Flow/Architecture/Memcache

Flow is written to take full advantage of a memcached caching layer. To this end we have implemented something very roughly equivalent to queryable indexes in memcache. We have considered moving this to Redis, but for now its using the memcache infrastructure.

What is being cached?

All of the Flow-specific data models. The reverse-proxy cluster serving up most wiki content to visitors does not apply to most editors. To provide the editors the responsiveness they deserve we are aggressively caching within the application. We have decided to cache at the data model level rather than options like caching view fragments to simplify cache invalidation and variances between what different editors see based on their roles, although see Flow/Architecture/HTML caching.

What is actually written in the cache?

The Flow "Indexes" are always nested arrays of arrays. e.g.

array( array( /* first data model */ ), array( /* second data model */ ), ... );

Each index is defined with a memcache key prefix (e.g. 'flow_definition:pk' ).

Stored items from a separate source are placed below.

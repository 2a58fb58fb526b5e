// Copyright 2026 Layne Penney
// SPDX-License-Identifier: AGPL-3.0-or-later

//! The agent-facing facade.
//!
//! [`ToolBridge`] wires the registry, aggregator, validator, dispatcher, and
//! metrics together. Everything is constructed explicitly here and shared by
//! `Arc`; there is no process-wide instance.

use std::path::Path;
use std::sync::Arc;
use std::time::Duration;

use futures_util::future::join_all;
use serde_json::Value;
use tokio::sync::broadcast;
use tracing::info;

use crate::aggregator::{CapabilityAggregator, Resolved, ToolListWatcher, ToolSnapshot};
use crate::config::{load_config_file, BridgeConfig, BridgeSettings, ConfigStore, FileConfigStore};
use crate::connection::{ConnectionContext, ConnectionEvent, ConnectionState};
use crate::dispatcher::{CallDispatcher, Dispatched};
use crate::error::BridgeResult;
use crate::registry::{ServerHealth, ServerRegistry};
use crate::telemetry::{Metrics, MetricsSnapshot};
use crate::types::ToolCallResult;

pub struct ToolBridge {
    registry: Arc<ServerRegistry>,
    aggregator: Arc<CapabilityAggregator>,
    dispatcher: CallDispatcher,
}

impl ToolBridge {
    /// An empty bridge.
    pub fn new(settings: BridgeSettings) -> Self {
        Self::assemble(ServerRegistry::new(ConnectionContext::new(settings)))
    }

    /// Build from a parsed configuration; enabled servers start connecting
    /// immediately.
    pub async fn from_config(config: BridgeConfig) -> BridgeResult<Self> {
        Self::build(config, None).await
    }

    /// Load `path` and persist later registry changes back to it.
    pub async fn from_config_file(path: impl AsRef<Path>) -> BridgeResult<Self> {
        let path = path.as_ref();
        let config = load_config_file(path)?;
        let store: Arc<dyn ConfigStore> =
            Arc::new(FileConfigStore::new(path, config.settings.clone()));
        Self::build(config, Some(store)).await
    }

    /// Build from `config`, persisting later registry changes to `store`.
    pub async fn with_store(
        config: BridgeConfig,
        store: Arc<dyn ConfigStore>,
    ) -> BridgeResult<Self> {
        Self::build(config, Some(store)).await
    }

    async fn build(config: BridgeConfig, store: Option<Arc<dyn ConfigStore>>) -> BridgeResult<Self> {
        config.validate()?;
        let registry = ServerRegistry::new(ConnectionContext::new(config.settings));
        for server in config.servers {
            registry.register(server).await?;
        }
        // Attached after the initial load so startup does not rewrite the file.
        let registry = match store {
            Some(store) => registry.with_store(store),
            None => registry,
        };
        let bridge = Self::assemble(registry);
        info!(servers = bridge.registry.list().len(), "Tool bridge started");
        Ok(bridge)
    }

    fn assemble(registry: ServerRegistry) -> Self {
        let registry = Arc::new(registry);
        let aggregator = Arc::new(CapabilityAggregator::new(Arc::clone(&registry)));
        let dispatcher = CallDispatcher::new(Arc::clone(&registry), Arc::clone(&aggregator));
        Self {
            registry,
            aggregator,
            dispatcher,
        }
    }

    /// Tools of every Ready server.
    pub fn list_tools(&self) -> ToolSnapshot {
        self.aggregator.list_tools()
    }

    pub fn resolve(&self, name: &str) -> Option<Resolved> {
        self.aggregator.resolve(name)
    }

    /// Call a tool. `timeout_ms` defaults to the configured call timeout.
    pub async fn call_tool(&self, name: &str, args: Value, timeout_ms: Option<u64>) -> ToolCallResult {
        self.dispatcher
            .call_tool(name, args, timeout_ms.map(Duration::from_millis))
            .await
    }

    /// Like [`call_tool`](Self::call_tool) but keeps the typed error.
    pub async fn dispatch(
        &self,
        name: &str,
        args: Value,
        timeout_ms: Option<u64>,
    ) -> BridgeResult<Dispatched> {
        self.dispatcher
            .dispatch(name, args, timeout_ms.map(Duration::from_millis))
            .await
    }

    /// Every connection event: state changes, tool list changes, server
    /// notifications.
    pub fn subscribe(&self) -> broadcast::Receiver<ConnectionEvent> {
        self.registry.subscribe()
    }

    /// Fires when the merged tool list may have changed.
    pub fn tool_changes(&self) -> ToolListWatcher {
        self.aggregator.watch()
    }

    pub fn health(&self) -> Vec<ServerHealth> {
        self.registry.health()
    }

    pub fn metrics(&self) -> &Arc<Metrics> {
        &self.registry.context().metrics
    }

    pub fn metrics_snapshot(&self) -> MetricsSnapshot {
        self.metrics().snapshot()
    }

    pub fn registry(&self) -> &Arc<ServerRegistry> {
        &self.registry
    }

    /// Wait until every enabled server is Ready or has given up.
    pub async fn wait_until_ready(&self, timeout: Duration) -> Vec<(String, ConnectionState)> {
        let ids: Vec<String> = self
            .registry
            .list()
            .into_iter()
            .filter(|s| s.enabled)
            .map(|s| s.id)
            .collect();
        let waits = ids.iter().map(|id| {
            let registry = Arc::clone(&self.registry);
            async move {
                let state = registry
                    .wait_for_state(id, ConnectionState::Ready, timeout)
                    .await
                    .unwrap_or(ConnectionState::Closed);
                (id.clone(), state)
            }
        });
        join_all(waits).await
    }

    /// Close every connection, failing anything still in flight.
    pub async fn shutdown(&self) {
        self.registry.shutdown_all().await;
        info!("Tool bridge stopped");
    }
}

#[cfg(test)]
mod tests {
    use super::*;
    use crate::config::{MemoryConfigStore, ServerConfig};
    use crate::error::ErrorKind;
    use serde_json::json;

    #[tokio::test]
    async fn test_empty_bridge() {
        let bridge = ToolBridge::new(BridgeSettings::default());
        assert!(bridge.list_tools().tools.is_empty());
        assert!(bridge.health().is_empty());

        let result = bridge.call_tool("echo", json!({}), Some(10)).await;
        assert_eq!(result.error_kind(), Some(ErrorKind::NotFound));
        assert_eq!(bridge.metrics().counters().not_found, 1);
    }

    #[tokio::test]
    async fn test_duplicate_ids_rejected_at_load() {
        let config = BridgeConfig::new()
            .with_server(ServerConfig::stdio("fs", "a").disabled())
            .with_server(ServerConfig::stdio("fs", "b").disabled());
        let err = ToolBridge::from_config(config).await.err().unwrap();
        assert_eq!(err.kind(), ErrorKind::Config);
    }

    #[tokio::test]
    async fn test_initial_load_is_not_persisted() {
        let store = Arc::new(MemoryConfigStore::new());
        let config = BridgeConfig::new().with_server(ServerConfig::stdio("fs", "a").disabled());
        let bridge = ToolBridge::with_store(config, store.clone()).await.unwrap();
        assert_eq!(store.save_count(), 0);

        bridge
            .registry()
            .register(ServerConfig::stdio("git", "b").disabled())
            .await
            .unwrap();
        assert_eq!(store.save_count(), 1);
        assert_eq!(store.snapshot().unwrap().len(), 2);

        let states = bridge.wait_until_ready(Duration::from_millis(10)).await;
        assert!(states.is_empty());
        bridge.shutdown().await;
    }
}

This is combined with an equality condition like array( 'definition_id' => 12345 ) to generate a cache key such as 'flow_definition:pk:12345'. When the index is defined it is told what keys within the data model are used for indexing such that it can always build cache keys with properties in the same order.

Currently we have two main index implementations, both of which build off a common parent(FeatureIndex). We have the UniqueFeatureIndex which is mostly used for the primary index of each data model and holds exactly 1 data model matching a unique set of features. We additionally have a TopKIndex which stores the top K items matching a defined group of features(properties) sorted by a pre-defined feature of the data model. In addition to these two there are a few indexes that extend TopKIndex and add additional related data to the model to allow indexing models based on data not explicitly a part of the data model.

For every data model there is exactly one primary index. This primary index generally uses the same keys as the primary key in MySQL. The primary index should be (but is not specifically restricted) the only index that contains the full data models. The primary index still stores its index as a nested array of arrays for consistency, but there is always exactly one data model stored in this index.

Most data models then use supplementary secondary(i.e. not primary) indexes. All secondary indexes limit their data model storage to the piece of the data model necessary for looking up the full data model in the primary index, along with whatever values are necessary for sorting the index. These secondary indexes are always pre-sorted and limited in length. From a developers perspective querying a data model's primary or secondary index is the same, both always return the full data model.

Will this affect other users of memcache, like the parser cache?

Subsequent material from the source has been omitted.